Wednesday, April 15. 2009
One last elevator in our city still requires a human operator. I rode to the third floor in it, exchanging a mere pleasantry with the man who closed the door, operated the control to go up to the third floor, then opened the door; I casually mentioned I’d be back in a couple of minutes.
I concluded my business in the accountant’s office, walked out and pressed the button for the elevator—the operator obviously had a few ups and downs in the meantime (a pun too apparent to avoid). A stool in the back corner of the elevator, used by the operator when no one needed the elevator, held an open book, face down. The title, something like “Where is God?” intrigued me, and I remarked that it looked like serious reading. The operator, a somewhat elderly gentleman, said “Yes, I’d just been thinking, if there isn’t a God, what is the difference between a man and a cockroach?” We exchanged “Have a good day”, and I went on my way.
We live on a world where six, almost seven billion other human beings live. There surely are more cockroaches, but such huge numbers have to give each of us pause as we contemplate our own place in the universe. To the best of our knowledge, we are the only species on earth, arguably the only species in the universe, that could actually think about such abstract ideas.

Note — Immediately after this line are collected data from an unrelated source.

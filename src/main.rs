use std::{env, fs, process::ExitCode};

use chrono::Utc;
use colored::Colorize;
use log::{error, info};
use musicroom_collab::{LogError, SignalLog};
use serde_json::json;
use thiserror::Error;

mod logging;

const USAGE: &str = "Usage: musicroom replay <signal-log> [--user <user-id>]";

#[derive(Debug, Error)]
enum AppError {
    #[error("{0}")]
    Usage(String),
    #[error("Could not read {path}: {source}")]
    Io {
        path: String,
        source: std::io::Error,
    },
    #[error("Could not replay the signal log: {0}")]
    Log(#[from] LogError),
    #[error("Could not encode the room: {0}")]
    Encode(#[from] serde_json::Error),
}

/// What the app was asked to do
#[derive(Debug, PartialEq, Eq)]
enum Command {
    Replay {
        path: String,
        user_id: Option<String>,
    },
}

impl AppError {
    fn hint(&self) -> String {
        match self {
            AppError::Usage(_) => USAGE.to_string(),
            AppError::Io { .. } => "Make sure the file exists and is readable.".to_string(),
            AppError::Log(_) => {
                "The file must hold one JSON entry per line, starting with the room's creation."
                    .to_string()
            }
            AppError::Encode(_) => "This error should not happen.".to_string(),
        }
    }
}

impl Command {
    fn parse<I>(args: I) -> Result<Self, AppError>
    where
        I: IntoIterator<Item = String>,
    {
        let mut args = args.into_iter();

        match args.next().as_deref() {
            Some("replay") => {}
            Some(other) => return Err(AppError::Usage(format!("Unknown command \"{other}\""))),
            None => return Err(AppError::Usage("No command given".to_string())),
        }

        let path = args
            .next()
            .ok_or_else(|| AppError::Usage("No signal log given".to_string()))?;

        let user_id = match (args.next().as_deref(), args.next()) {
            (Some("--user"), Some(user_id)) => Some(user_id),
            (None, _) => None,
            _ => return Err(AppError::Usage("Expected --user <user-id>".to_string())),
        };

        Ok(Self::Replay { path, user_id })
    }
}

/// Rebuilds a room from its signal log and prints its state and users as JSON.
fn replay(path: &str, user_id: Option<&String>) -> Result<String, AppError> {
    let text = fs::read_to_string(path).map_err(|source| AppError::Io {
        path: path.to_string(),
        source,
    })?;

    let log = SignalLog::from_json_lines(&text)?;
    let room = log.replay()?;

    info!(
        "Replayed {} entries of room {}",
        log.entries().len(),
        room.id()
    );

    let at = log.last_at().unwrap_or_else(Utc::now);
    let output = json!({
        "state": room.export(at, user_id),
        "users": room.users_list(),
    });

    Ok(serde_json::to_string_pretty(&output)?)
}

fn run() -> Result<(), AppError> {
    match Command::parse(env::args().skip(1))? {
        Command::Replay { path, user_id } => {
            let output = replay(&path, user_id.as_ref())?;
            println!("{output}");
        }
    }

    Ok(())
}

fn main() -> ExitCode {
    if let Err(error) = logging::init_logger() {
        eprintln!("Logging could not be initialized: {error}");
    }

    match run() {
        Ok(()) => ExitCode::SUCCESS,
        Err(error) => {
            error!("{}", "Musicroom failed!".bold().red());
            error!("{}", error);
            error!("{}", format!("Hint: {}", error.hint()).dimmed().italic());

            ExitCode::FAILURE
        }
    }
}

What really is the meaning of any human’s life? Hold a human skull from some archeology dig in your hands. What can you say about the human of which it was a part? It was borne of a mother; it lived, and it died. Such will be the fate of each of us, ultimately. Some of our names will be known for a longer period of time than others, but most of us will be soon forgotten, a fate even Hamlet could lament.
If that seems so, it gives us all the more impetus to wish for, hope for, pray for, dream about, scheme about a life that goes on after our earthly body dies. Most religions make an important point of promising a life after death, each one setting its own conditions for who will actually live afterwards. Any thinking person, studying some of the religions in depth, has to conclude that no one knows anything about any form of life after death. Every religion so inclined, claims on the basis of a once live human being’s authority, that some “spirit” or “soul” lives on after the human body dies. I don’t think anyone claims that cockroaches have souls, though perhaps some Indian religions might make claims for cows and such.

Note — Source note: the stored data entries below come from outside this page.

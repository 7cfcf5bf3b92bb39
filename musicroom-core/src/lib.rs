//! Room-agnostic building blocks for musicroom: configuration, typed ids,
//! and the playback clock that drives track progression.

mod config;
mod playback;
mod util;

pub use config::*;
pub use playback::*;
pub use util::*;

Scientific study of the brain provides no evidence of a “soul”, and little understanding of what is actually cognition, though doctors (anesthesiologists) can to a pretty good degree start and stop it. The best understanding of thought I have run across is from William Calvin, in his book “The Cerebral Symphony: Seashore Reflections on the Structure of Consciousness“. I highly recommend a reading of this book, and Amazon has many used and inexpensive copies available.
The human brain is a miraculous organ, having perhaps ten billion neurons, each connected to other neurons by many synapses, multiplying the complexity. Was this a natural creation? When you think about a number like that for your brain, it might give you a big head. But consider how vast our solar system is about one star—and a CNN story reports Australian astronomers have estimated that there are 70,000 million million million total number of stars in the known universe. The figure–7 followed by 22 zeros or, more accurately, 70 sextillion–was calculated by a team of stargazers based at the Australian National University
It’s also about 10 times as many stars as grains of sand on all the world’s beaches and deserts.

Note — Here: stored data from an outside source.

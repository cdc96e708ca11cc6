//! Core types for the JSON-RPC 2.0 wire format.
//!
//! Every frame exchanged with the party service is one JSON-RPC envelope.
//! This module defines the in-memory shape of those envelopes; the
//! [`codec`](crate::JsonRpcCodec) turns them into bytes and back.

use serde::{Deserialize, Serialize};
use serde_json::Value;
use std::fmt;

/// The only protocol version this crate speaks. Every envelope carries it
/// in its `"jsonrpc"` member.
pub const JSONRPC_VERSION: &str = "2.0";

// ---------------------------------------------------------------------------
// RequestId
// ---------------------------------------------------------------------------

/// Identifier correlating a request with its response.
///
/// Our own outgoing requests always use [`RequestId::Number`]. A peer is
/// allowed to use strings for the requests it sends us, so we accept both
/// and echo whatever we received.
///
/// `#[serde(untagged)]` means the JSON is just `7` or `"abc"`, with no
/// wrapping object.
#[derive(Debug, Clone, PartialEq, Eq, Hash, Serialize, Deserialize)]
#[serde(untagged)]
pub enum RequestId {
    /// Numeric id. The engine's id sequence produces these.
    Number(u64),
    /// String id, only ever received from a peer.
    String(String),
}

impl RequestId {
    /// Returns the numeric value, if this is a numeric id.
    pub fn as_number(&self) -> Option<u64> {
        match self {
            Self::Number(n) => Some(*n),
            Self::String(_) => None,
        }
    }
}

impl From<u64> for RequestId {
    fn from(id: u64) -> Self {
        Self::Number(id)
    }
}

impl fmt::Display for RequestId {
    fn fmt(&self, f: &mut fmt::Formatter<'_>) -> fmt::Result {
        match self {
            Self::Number(n) => write!(f, "{n}"),
            Self::String(s) => write!(f, "\"{s}\""),
        }
    }
}

// ---------------------------------------------------------------------------
// Error codes
// ---------------------------------------------------------------------------

/// Error codes this crate produces on its own.
///
/// The first five are the standard JSON-RPC codes. The last two live in
/// the implementation-defined range and are only ever delivered locally,
/// to response handlers whose call could not complete.
#[derive(Debug, Clone, Copy, PartialEq, Eq)]
pub enum ErrorCode {
    ParseError,
    InvalidRequest,
    MethodNotFound,
    InvalidParams,
    InternalError,
    /// A pending call outlived its deadline.
    RequestTimeout,
    /// The connection closed while the call was still pending.
    ConnectionClosed,
}

impl ErrorCode {
    /// The numeric code placed in `error.code`.
    pub fn code(self) -> i64 {
        match self {
            Self::ParseError => -32700,
            Self::InvalidRequest => -32600,
            Self::MethodNotFound => -32601,
            Self::InvalidParams => -32602,
            Self::InternalError => -32603,
            Self::RequestTimeout => -32001,
            Self::ConnectionClosed => -32002,
        }
    }

    /// The canonical message placed in `error.message`.
    pub fn message(self) -> &'static str {
        match self {
            Self::ParseError => "Parse error",
            Self::InvalidRequest => "Invalid Request",
            Self::MethodNotFound => "Method not found",
            Self::InvalidParams => "Invalid params",
            Self::InternalError => "Internal error",
            Self::RequestTimeout => "Request timed out",
            Self::ConnectionClosed => "Connection closed",
        }
    }
}

impl fmt::Display for ErrorCode {
    fn fmt(&self, f: &mut fmt::Formatter<'_>) -> fmt::Result {
        write!(f, "{}: {}", self.code(), self.message())
    }
}

// ---------------------------------------------------------------------------
// RpcError
// ---------------------------------------------------------------------------

/// The `error` member of an error response.
///
/// This is also the error type method handlers return. It derives
/// `thiserror::Error`, so a handler can build one and bubble it up with `?`;
/// the engine then sends the code and message to the peer unchanged.
#[derive(Debug, Clone, PartialEq, Serialize, Deserialize, thiserror::Error)]
#[error("rpc error {code}: {message}")]
pub struct RpcError {
    /// Standard or application-defined error code.
    pub code: i64,
    /// Short human-readable description.
    pub message: String,
    /// Optional extra detail. Omitted from JSON when `None`.
    #[serde(default, skip_serializing_if = "Option::is_none")]
    pub data: Option<Value>,
}

impl RpcError {
    /// Creates an error with an application-defined code.
    pub fn new(code: i64, message: impl Into<String>) -> Self {
        Self {
            code,
            message: message.into(),
            data: None,
        }
    }

    /// Attaches a `data` member.
    #[must_use]
    pub fn with_data(mut self, data: impl Into<Value>) -> Self {
        self.data = Some(data.into());
        self
    }

    /// Builds an error from one of the well-known codes.
    pub fn from_code(code: ErrorCode) -> Self {
        Self::new(code.code(), code.message())
    }

    pub fn parse_error() -> Self {
        Self::from_code(ErrorCode::ParseError)
    }

    /// `-32600`, with the reason in `data`.
    pub fn invalid_request(reason: impl Into<String>) -> Self {
        Self::from_code(ErrorCode::InvalidRequest).with_data(reason.into())
    }

    pub fn method_not_found() -> Self {
        Self::from_code(ErrorCode::MethodNotFound)
    }

    /// `-32602`, with the reason in `data`.
    pub fn invalid_params(reason: impl Into<String>) -> Self {
        Self::from_code(ErrorCode::InvalidParams).with_data(reason.into())
    }

    pub fn internal_error() -> Self {
        Self::from_code(ErrorCode::InternalError)
    }

    pub fn request_timeout() -> Self {
        Self::from_code(ErrorCode::RequestTimeout)
    }

    pub fn connection_closed() -> Self {
        Self::from_code(ErrorCode::ConnectionClosed)
    }
}

// ---------------------------------------------------------------------------
// RpcMessage
// ---------------------------------------------------------------------------

/// One decoded JSON-RPC envelope.
///
/// Which variant a frame becomes depends only on which members it carries:
///
/// ```text
/// id + method           → Request
/// method                → Notification
/// id + result           → Success
/// id? + error           → Error   (no id: framing-level error)
/// ```
#[derive(Debug, Clone, PartialEq)]
pub enum RpcMessage {
    /// Expects exactly one response carrying the same id.
    Request {
        id: RequestId,
        method: String,
        params: Option<Value>,
    },

    /// Fire-and-forget. Nothing is ever sent back.
    Notification {
        method: String,
        params: Option<Value>,
    },

    /// A successful response.
    Success { id: RequestId, result: Value },

    /// An error response. `id` is `None` only when the error is about a
    /// frame the peer could not attribute to any request.
    Error {
        id: Option<RequestId>,
        error: RpcError,
    },
}

impl RpcMessage {
    /// The id carried by this envelope, if any.
    pub fn id(&self) -> Option<&RequestId> {
        match self {
            Self::Request { id, .. } | Self::Success { id, .. } => Some(id),
            Self::Error { id, .. } => id.as_ref(),
            Self::Notification { .. } => None,
        }
    }

    /// The method name, for requests and notifications.
    pub fn method(&self) -> Option<&str> {
        match self {
            Self::Request { method, .. } | Self::Notification { method, .. } => {
                Some(method)
            }
            _ => None,
        }
    }
}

We can be awed by the complexity and structure of us, of the human animal with an absolutely amazing brain, but it pales into inconsequentiality when compared to the immensity of the universe we inhabit.
Does this mean our lives are insignificant? Is my place in the universe, my time on earth and beyond in the expanse of humanity, simply as insignificant as a grain of sand, or as a cockroach?
So, based on only hope or faith totally without evidence, that something of us may live on after we are borne, have lived, and died, we recognize that it may be a possibility, but if we take a stance that evidence of some sort is required for a belief, such an afterlife can seem very improbable. Therefore, we contemplate what else there might be that will give our lives significance. Actually, the “we” probably is much too inclusive, perhaps many people never think about such things.
What other thoughts, besides an afterlife, may give us a reason to regulate our lives? Perhaps only this: whoever, whatever, created the galaxies, the stars, the sun, the earth, the oceans, the beaches, and us, made each person, each being, each grain of sand, individual and unique, fitting into one place in the universe. As some particles of sand on the beach glisten like black onyx with unique striations, and other particles sparkle in the sunlight, so each of our lives at any given time may sparkle in interaction with our fellow human beings. And when our time on earth is over, and the oceans have washed away our remains, it will not have been in vain, for we will have fulfilled our place in the universe for our given allotment of time. Some numbers of other people—what number is unimportant—will have memory of the form and shape of our place, and will create their own form and shape fitting around what we have left, where we have been. In the vastness of creation, our space may have indeed been small, but to those around us, it is not insignificant.
I heard somewhere: What we do for ourselves, dies with us. What we do for others lives on.